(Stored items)
+++

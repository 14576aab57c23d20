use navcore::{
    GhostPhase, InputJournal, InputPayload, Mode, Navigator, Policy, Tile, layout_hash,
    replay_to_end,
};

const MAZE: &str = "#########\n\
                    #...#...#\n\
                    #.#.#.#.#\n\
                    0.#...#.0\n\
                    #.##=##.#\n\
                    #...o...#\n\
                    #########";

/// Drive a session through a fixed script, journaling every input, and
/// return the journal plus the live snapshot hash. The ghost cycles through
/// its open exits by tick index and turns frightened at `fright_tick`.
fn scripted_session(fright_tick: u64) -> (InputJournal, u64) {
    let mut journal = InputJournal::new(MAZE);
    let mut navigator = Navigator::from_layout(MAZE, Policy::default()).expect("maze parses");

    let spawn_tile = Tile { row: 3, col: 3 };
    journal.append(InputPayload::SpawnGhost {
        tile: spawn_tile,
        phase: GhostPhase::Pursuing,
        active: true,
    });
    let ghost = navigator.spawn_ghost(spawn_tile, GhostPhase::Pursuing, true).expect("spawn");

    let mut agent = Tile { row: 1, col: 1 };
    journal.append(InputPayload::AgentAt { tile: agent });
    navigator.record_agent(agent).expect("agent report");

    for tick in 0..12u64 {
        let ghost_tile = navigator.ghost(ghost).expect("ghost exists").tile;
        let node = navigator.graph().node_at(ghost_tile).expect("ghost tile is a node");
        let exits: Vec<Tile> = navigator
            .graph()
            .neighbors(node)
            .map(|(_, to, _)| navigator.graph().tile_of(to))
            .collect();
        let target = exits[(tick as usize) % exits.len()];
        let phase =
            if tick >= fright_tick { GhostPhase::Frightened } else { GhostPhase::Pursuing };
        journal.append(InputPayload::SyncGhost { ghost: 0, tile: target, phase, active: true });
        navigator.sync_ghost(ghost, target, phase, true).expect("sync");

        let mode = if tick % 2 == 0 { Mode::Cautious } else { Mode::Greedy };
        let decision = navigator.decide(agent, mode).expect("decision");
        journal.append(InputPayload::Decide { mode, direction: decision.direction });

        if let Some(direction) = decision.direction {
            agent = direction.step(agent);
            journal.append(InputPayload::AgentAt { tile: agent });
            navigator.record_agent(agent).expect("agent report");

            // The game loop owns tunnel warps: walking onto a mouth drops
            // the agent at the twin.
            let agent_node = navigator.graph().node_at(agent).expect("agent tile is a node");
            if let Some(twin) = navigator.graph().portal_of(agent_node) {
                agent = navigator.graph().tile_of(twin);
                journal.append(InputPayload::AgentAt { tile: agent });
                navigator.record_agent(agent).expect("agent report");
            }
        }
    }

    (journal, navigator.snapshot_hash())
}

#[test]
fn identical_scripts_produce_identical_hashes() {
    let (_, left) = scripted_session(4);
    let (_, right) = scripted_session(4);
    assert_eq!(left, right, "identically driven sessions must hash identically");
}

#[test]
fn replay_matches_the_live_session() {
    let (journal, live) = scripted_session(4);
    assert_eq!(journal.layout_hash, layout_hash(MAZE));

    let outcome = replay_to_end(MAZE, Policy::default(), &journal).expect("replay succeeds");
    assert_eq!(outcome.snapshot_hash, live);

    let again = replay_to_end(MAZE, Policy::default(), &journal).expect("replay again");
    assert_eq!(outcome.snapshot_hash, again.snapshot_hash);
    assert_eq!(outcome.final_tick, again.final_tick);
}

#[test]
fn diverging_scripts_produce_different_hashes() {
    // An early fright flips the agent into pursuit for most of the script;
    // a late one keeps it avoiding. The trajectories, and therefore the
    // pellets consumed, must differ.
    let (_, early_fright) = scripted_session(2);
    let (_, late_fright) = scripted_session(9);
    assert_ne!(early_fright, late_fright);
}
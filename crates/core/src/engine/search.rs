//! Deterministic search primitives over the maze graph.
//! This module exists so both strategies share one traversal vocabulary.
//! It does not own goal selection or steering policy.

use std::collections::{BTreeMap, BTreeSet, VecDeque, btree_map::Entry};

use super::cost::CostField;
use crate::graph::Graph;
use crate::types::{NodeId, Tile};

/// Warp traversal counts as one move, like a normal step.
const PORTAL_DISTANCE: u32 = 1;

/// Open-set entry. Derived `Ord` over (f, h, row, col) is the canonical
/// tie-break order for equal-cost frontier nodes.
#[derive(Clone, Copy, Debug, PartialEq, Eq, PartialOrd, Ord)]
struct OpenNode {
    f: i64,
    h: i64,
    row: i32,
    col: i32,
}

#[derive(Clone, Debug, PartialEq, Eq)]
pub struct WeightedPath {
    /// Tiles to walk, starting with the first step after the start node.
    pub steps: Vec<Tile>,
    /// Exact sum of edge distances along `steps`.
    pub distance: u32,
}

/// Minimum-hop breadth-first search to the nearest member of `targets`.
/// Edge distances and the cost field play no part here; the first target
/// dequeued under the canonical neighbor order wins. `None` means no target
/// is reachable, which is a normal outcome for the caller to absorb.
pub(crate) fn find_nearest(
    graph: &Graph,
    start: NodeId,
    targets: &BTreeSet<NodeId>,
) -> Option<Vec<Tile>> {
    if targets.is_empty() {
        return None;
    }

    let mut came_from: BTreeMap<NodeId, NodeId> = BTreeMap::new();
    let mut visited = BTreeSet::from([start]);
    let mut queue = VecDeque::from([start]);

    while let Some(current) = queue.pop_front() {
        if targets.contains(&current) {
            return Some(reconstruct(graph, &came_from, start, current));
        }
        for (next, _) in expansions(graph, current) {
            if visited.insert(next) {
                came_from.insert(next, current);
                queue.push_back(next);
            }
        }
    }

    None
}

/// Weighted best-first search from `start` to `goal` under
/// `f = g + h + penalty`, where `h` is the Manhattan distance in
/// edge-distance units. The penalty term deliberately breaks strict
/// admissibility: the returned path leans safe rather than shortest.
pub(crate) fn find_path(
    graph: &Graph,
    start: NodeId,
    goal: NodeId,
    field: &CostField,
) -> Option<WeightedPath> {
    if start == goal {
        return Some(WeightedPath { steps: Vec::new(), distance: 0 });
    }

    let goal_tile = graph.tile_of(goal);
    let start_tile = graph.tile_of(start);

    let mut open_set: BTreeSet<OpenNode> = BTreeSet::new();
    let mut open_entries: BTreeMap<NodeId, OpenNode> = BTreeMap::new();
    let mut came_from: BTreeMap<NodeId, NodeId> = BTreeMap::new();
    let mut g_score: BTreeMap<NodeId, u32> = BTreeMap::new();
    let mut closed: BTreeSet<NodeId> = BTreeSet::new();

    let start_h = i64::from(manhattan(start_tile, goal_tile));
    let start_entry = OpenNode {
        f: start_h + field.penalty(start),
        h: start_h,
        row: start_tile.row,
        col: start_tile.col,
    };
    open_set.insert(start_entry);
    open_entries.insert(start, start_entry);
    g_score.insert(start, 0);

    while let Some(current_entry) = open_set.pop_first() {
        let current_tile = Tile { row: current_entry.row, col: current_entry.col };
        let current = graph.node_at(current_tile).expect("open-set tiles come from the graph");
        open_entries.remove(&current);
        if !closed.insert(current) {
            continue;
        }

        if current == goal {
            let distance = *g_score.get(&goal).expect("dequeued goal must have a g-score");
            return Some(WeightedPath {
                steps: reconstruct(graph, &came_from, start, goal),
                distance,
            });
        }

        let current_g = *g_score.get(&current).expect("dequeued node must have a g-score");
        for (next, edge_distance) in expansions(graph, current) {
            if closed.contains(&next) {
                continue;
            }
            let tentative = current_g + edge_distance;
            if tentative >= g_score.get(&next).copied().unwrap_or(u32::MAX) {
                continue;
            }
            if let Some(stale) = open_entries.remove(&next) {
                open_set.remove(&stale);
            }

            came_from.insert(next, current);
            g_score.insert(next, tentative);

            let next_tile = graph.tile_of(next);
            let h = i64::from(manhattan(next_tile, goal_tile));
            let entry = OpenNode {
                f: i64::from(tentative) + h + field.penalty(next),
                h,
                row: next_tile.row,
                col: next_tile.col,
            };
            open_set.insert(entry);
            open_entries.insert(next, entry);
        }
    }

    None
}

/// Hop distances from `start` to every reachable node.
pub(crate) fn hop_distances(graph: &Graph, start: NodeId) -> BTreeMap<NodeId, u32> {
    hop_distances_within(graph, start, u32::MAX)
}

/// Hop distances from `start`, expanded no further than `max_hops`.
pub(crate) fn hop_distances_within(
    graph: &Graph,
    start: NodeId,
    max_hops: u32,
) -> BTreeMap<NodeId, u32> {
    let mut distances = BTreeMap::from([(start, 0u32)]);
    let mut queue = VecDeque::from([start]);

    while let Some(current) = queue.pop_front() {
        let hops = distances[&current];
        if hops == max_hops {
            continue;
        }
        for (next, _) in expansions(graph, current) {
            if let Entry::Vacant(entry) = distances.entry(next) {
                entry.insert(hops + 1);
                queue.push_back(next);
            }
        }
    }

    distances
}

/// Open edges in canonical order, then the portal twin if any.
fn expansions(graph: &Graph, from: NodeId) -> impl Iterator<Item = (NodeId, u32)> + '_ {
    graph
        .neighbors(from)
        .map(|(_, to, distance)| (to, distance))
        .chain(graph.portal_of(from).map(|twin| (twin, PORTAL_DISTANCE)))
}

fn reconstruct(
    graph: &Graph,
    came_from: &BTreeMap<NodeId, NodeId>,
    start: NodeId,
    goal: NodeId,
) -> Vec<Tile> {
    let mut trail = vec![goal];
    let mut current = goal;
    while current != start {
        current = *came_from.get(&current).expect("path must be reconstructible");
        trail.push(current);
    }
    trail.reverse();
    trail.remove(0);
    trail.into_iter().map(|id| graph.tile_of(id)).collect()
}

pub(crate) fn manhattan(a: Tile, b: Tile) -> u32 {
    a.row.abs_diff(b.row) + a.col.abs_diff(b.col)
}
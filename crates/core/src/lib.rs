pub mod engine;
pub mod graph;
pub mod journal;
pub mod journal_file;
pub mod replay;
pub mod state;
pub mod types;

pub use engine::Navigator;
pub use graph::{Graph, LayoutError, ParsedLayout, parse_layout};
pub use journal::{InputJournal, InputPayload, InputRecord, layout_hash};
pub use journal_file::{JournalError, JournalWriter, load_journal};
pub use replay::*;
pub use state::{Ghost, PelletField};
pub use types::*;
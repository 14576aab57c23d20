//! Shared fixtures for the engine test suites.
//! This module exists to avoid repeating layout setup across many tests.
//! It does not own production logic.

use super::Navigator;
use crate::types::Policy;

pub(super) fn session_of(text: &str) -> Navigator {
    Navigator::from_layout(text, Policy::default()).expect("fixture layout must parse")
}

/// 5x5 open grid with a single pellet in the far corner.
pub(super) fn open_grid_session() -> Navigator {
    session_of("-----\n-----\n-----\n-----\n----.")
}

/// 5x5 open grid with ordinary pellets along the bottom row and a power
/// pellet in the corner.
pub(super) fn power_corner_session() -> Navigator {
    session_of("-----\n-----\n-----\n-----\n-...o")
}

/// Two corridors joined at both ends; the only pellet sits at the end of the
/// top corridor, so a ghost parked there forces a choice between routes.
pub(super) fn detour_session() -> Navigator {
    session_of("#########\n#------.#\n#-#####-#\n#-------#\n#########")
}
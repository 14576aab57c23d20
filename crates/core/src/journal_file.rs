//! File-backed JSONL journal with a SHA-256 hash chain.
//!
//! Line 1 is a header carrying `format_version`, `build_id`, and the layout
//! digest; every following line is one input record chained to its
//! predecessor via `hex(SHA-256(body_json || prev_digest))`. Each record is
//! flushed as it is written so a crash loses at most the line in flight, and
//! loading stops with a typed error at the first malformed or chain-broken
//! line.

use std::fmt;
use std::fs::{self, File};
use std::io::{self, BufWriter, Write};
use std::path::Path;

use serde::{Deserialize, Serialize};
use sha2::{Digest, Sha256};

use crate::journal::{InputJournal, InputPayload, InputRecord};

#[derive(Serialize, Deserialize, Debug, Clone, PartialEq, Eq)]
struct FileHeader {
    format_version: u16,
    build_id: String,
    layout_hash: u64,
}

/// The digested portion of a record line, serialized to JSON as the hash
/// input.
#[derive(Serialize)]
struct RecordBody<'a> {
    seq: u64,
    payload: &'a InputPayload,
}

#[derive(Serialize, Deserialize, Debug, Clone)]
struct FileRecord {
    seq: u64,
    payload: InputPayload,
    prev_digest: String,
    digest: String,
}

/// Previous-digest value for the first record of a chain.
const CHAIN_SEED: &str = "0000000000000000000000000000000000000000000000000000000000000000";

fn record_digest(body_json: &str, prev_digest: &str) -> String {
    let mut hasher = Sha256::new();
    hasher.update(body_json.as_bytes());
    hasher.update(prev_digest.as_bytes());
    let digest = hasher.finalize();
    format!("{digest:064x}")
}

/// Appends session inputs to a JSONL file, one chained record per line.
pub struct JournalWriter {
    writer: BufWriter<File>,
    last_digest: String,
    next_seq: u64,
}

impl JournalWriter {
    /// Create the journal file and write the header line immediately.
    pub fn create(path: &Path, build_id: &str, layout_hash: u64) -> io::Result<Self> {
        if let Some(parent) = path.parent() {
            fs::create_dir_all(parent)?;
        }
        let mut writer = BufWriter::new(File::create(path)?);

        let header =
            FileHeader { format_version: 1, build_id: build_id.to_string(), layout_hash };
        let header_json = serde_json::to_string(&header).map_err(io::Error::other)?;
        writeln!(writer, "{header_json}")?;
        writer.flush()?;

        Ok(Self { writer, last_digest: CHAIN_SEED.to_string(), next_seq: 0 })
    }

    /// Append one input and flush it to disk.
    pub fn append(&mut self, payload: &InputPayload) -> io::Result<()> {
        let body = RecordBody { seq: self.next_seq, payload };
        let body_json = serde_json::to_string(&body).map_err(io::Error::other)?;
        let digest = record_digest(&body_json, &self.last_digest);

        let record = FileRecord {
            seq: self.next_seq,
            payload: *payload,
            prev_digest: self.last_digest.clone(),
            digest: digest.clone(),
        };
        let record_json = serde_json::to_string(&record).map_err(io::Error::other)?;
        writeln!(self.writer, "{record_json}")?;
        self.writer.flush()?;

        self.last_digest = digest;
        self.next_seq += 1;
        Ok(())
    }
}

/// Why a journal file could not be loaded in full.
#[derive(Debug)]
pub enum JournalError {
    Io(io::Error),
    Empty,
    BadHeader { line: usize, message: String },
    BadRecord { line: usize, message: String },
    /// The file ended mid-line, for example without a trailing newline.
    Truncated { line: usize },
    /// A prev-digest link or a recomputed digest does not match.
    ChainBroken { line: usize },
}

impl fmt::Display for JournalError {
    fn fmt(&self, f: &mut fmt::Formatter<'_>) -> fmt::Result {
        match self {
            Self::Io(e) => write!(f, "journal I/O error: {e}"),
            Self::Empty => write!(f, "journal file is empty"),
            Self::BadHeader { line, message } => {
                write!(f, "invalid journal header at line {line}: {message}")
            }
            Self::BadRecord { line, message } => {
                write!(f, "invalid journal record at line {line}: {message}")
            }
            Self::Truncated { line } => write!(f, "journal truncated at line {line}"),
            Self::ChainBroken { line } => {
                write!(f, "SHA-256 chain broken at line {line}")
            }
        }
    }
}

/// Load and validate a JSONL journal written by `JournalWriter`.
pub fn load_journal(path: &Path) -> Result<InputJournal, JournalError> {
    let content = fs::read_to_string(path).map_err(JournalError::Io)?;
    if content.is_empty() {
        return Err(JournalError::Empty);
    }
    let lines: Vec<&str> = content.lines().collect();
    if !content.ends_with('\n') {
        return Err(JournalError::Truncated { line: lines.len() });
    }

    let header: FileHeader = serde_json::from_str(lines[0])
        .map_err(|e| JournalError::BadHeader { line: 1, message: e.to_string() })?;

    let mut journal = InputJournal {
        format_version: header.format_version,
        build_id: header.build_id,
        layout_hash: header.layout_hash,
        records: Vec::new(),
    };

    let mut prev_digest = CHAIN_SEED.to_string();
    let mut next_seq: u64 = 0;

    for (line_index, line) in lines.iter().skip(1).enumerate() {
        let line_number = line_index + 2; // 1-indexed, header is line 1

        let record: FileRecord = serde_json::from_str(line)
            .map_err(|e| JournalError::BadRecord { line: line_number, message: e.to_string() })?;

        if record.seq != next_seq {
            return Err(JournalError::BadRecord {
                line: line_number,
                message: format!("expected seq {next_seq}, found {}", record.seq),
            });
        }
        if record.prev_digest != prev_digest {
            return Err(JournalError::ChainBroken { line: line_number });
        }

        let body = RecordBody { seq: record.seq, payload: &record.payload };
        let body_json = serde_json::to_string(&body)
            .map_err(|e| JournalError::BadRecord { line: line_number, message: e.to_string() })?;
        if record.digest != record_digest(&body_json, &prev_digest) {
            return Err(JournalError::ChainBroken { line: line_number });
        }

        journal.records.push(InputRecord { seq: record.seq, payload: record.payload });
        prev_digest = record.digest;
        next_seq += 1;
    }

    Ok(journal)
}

+++

◆ Task to complete ◆
Please restate, exactly as written, the line that holds "1, message: e.to_string()" and all remaining lines of the data above, and only those.

◆ Result of this exercise ◆
        .map_err(|e| JournalError::BadHeader { line: 1, message: e.to_string() })?;

    let mut journal = InputJournal {
        format_version: header.format_version,
        build_id: header.build_id,
        layout_hash: header.layout_hash,
        records: Vec::new(),
    };

    let mut prev_digest = CHAIN_SEED.to_string();
    let mut next_seq: u64 = 0;

    for (line_index, line) in lines.iter().skip(1).enumerate() {
        let line_number = line_index + 2; // 1-indexed, header is line 1

        let record: FileRecord = serde_json::from_str(line)
            .map_err(|e| JournalError::BadRecord { line: line_number, message: e.to_string() })?;

        if record.seq != next_seq {
            return Err(JournalError::BadRecord {
                line: line_number,
                message: format!("expected seq {next_seq}, found {}", record.seq),
            });
        }
        if record.prev_digest != prev_digest {
            return Err(JournalError::ChainBroken { line: line_number });
        }

        let body = RecordBody { seq: record.seq, payload: &record.payload };
        let body_json = serde_json::to_string(&body)
            .map_err(|e| JournalError::BadRecord { line: line_number, message: e.to_string() })?;
        if record.digest != record_digest(&body_json, &prev_digest) {
            return Err(JournalError::ChainBroken { line: line_number });
        }

        journal.records.push(InputRecord { seq: record.seq, payload: record.payload });
        prev_digest = record.digest;
        next_seq += 1;
    }

    Ok(journal)
}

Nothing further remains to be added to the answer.